Mr Browne did not, in particular, refer to any respect in which the Council was said to have failed in its duty, except in not providing enough sites for gypsies to use. Accordingly, it seems to me that Mr Masters cannot fairly criticise the judge for not dealing with any such matter, and the appeal must be limited to matters within the ambit of what was properly in issue before the judge.
Both parties put in some additional evidence on the appeal. Mr Browne made a third witness statement dated 11 January 2006 and a fourth dated 5 April 2006, and Mr Sharpe of the Council made a witness statement dated 10 January 2006. Nothing turns on this evidence except for the planning guidance given in circular 01/06 which was exhibited to Mr Browne’s fourth witness statement.
Bean J in his judgment addressed first the question of discharge of the injunction, which is not now relevant. Moving on to the suspension of the injunction, he considered this on the basis that, first, the Defendants had nowhere else to go, secondly the Council was said to be at fault in not providing enough gypsy sites, thirdly, it was said that there was a prospect of more sites becoming available within a relatively short time, or of the planning application succeeding on appeal, and fourthly by reference to the personal circumstances of the Defendants.
The judge considered the planning history, in particular the report of the inspector on the appeal in 2002 and the Report by Dr Robert Home to the Council and several neighbouring councils made in 2004. He said of this report:
“14. In 2002 or 2003 Bedfordshire County Council, Bedford Borough Council, Mid-Bedfordshire District Council and the Claimants jointly commissioned a report from Dr Robert Home of Anglia Polytechnic University on “Gypsy/Traveller Needs for Accommodation in Bedfordshire”; - Dr Home reported in February 2004. He recommended that the Bedfordshire local authorities should “plan to provide for an estimated need of 50 to 100 pitches of all types phased in over the next 5 years, having regard to the pattern of unauthorised encampments and sites in the area”. This recommendation has been accepted by the Claimants. This means that they accept that [there] will have to be additional sites somewhere in Bedfordshire by early 2009, but whether in the Green Belt area of South Bedfordshire is very much more speculative. Mr Philip Brown, the planning consultant acting on behalf of the Defendants and other travellers, suggests in a letter of 12th August 2005 that the Claimants have conceded in enquiries into other sites that at least one additional site for gypsies will have to be identified within their district in the next two years. However, the evidence of the Claimants’ witness, Ms Angela Whitfield, which I accept, is that where in Bedfordshire provision is to be made for the further 50 to 100 pitches is a matter for negotiation. If it is in South Bedfordshire at all, it is more likely to be in growth areas close to conurbations than in the Green Belt.”
Mr Masters pointed out that it is likely that any sites in South Bedfordshire would be in an area which is now Green Belt, but would be excluded from the Green Belt as part of the process of designation. I do not suppose that the judge overlooked this. The point of the last sentence of paragraph 14 is that new sites are more likely to be near conurbations than out in the countryside, as the site now in issue is.
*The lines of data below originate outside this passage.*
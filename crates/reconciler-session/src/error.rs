//! # Session Error Types
//!
//! ## Error Categories
//! ```text
//! ┌─────────────────────────────────────────────────────────────────────────┐
//! │                      Session Error Categories                           │
//! │                                                                         │
//! │  ┌─────────────────┐  ┌─────────────────┐  ┌─────────────────────────┐ │
//! │  │  Configuration  │  │     Engine      │  │     Editing             │ │
//! │  │                 │  │                 │  │                         │ │
//! │  │  InvalidConfig  │  │  Core           │  │  CategoryNotFound       │ │
//! │  │  ConfigLoad/Save│  │  (InvalidInput, │  │  Validation             │ │
//! │  │  Toml*          │  │   Validation)   │  │                         │ │
//! │  └─────────────────┘  └─────────────────┘  └─────────────────────────┘ │
//! │                                                                         │
//! │  ┌─────────────────┐                                                   │
//! │  │  I/O            │   Io, Json                                        │
//! │  └─────────────────┘                                                   │
//! └─────────────────────────────────────────────────────────────────────────┘
//! ```

use reconciler_core::{CoreError, ValidationError};
use thiserror::Error;

/// Result type alias for session operations.
pub type SessionResult<T> = Result<T, SessionError>;

#[derive(Debug, Error)]
pub enum SessionError {
    // =========================================================================
    // Configuration Errors
    // =========================================================================
    #[error("Invalid reconciler configuration: {0}")]
    InvalidConfig(String),

    #[error("Failed to load config: {0}")]
    ConfigLoadFailed(String),

    #[error("Failed to save config: {0}")]
    ConfigSaveFailed(String),

    #[error("TOML parse error: {0}")]
    TomlDe(#[from] toml::de::Error),

    #[error("TOML write error: {0}")]
    TomlSer(#[from] toml::ser::Error),

    // =========================================================================
    // Engine Errors
    // =========================================================================
    /// The engine rejected the budget (wraps CoreError).
    #[error(transparent)]
    Core(#[from] CoreError),

    // =========================================================================
    // Editing Errors
    // =========================================================================
    #[error("Category not found: {0}")]
    CategoryNotFound(String),

    #[error("No definitive total could be resolved for {0}")]
    MissingDefinitiveTotal(String),

    // =========================================================================
    // I/O Errors
    // =========================================================================
    #[error("I/O error: {0}")]
    Io(#[from] std::io::Error),

    #[error("JSON error: {0}")]
    Json(#[from] serde_json::Error),
}

impl From<ValidationError> for SessionError {
    fn from(err: ValidationError) -> Self {
        SessionError::Core(CoreError::Validation(err))
    }
}

impl SessionError {
    /// True when the engine rejected the budget as unreconcilable.
    pub fn is_invalid_input(&self) -> bool {
        matches!(self, SessionError::Core(err) if err.is_invalid_input())
    }
}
The judge concluded that there was only a remote chance of the latest planning application being successful. He relied on the failure of two recent applications as well as the refusal of consent on the appeal in 2002 relating to the present site.
He considered that strong justification would be required for suspending the injunction after four years’ defiance of the enforcement notice and 10 months’ defiance of the injunction. In this he derived support from Mid Bedfordshire District Council v Brown [2004] EWCA Civ 1709, [2005] JPL 1060.
He regarded the personal circumstances of the Defendants as justifying no more than a short further suspension, which he granted.
Moving on to the question of committal, the breach of the order was clear, and there was no issue as to proper service of the order or the application. He said this:
“26. No alternative sanction to suspended committal has been suggested. I would be dismayed, as any Court would be, if any of these Defendants, particularly the mothers of young children, had to be sent to prison, but the remedy is in their hands: if they comply with the Court’s orders, no sanction will be applied.”
Having rejected the application to suspend the injunction, likewise he was not willing to suspend the committal order for more than a short period. He regarded the evidence that there was no alternative accommodation for the Defendants as being based on inadequate efforts on the part of the Defendants. He suspended the committal order for 2 months, and allowed a further month for compliance with the obligation to make good the area which had been used.
Mr Masters submitted to us that the judge was wrong to proceed on the basis that the Defendants had not tried hard enough to find alternative accommodation. He said that the acceptance of the Home report by the councils to which it was addressed showed that there was indeed no spare accommodation in the area, and no amount of extra searches or enquiries by the Defendants would have altered that.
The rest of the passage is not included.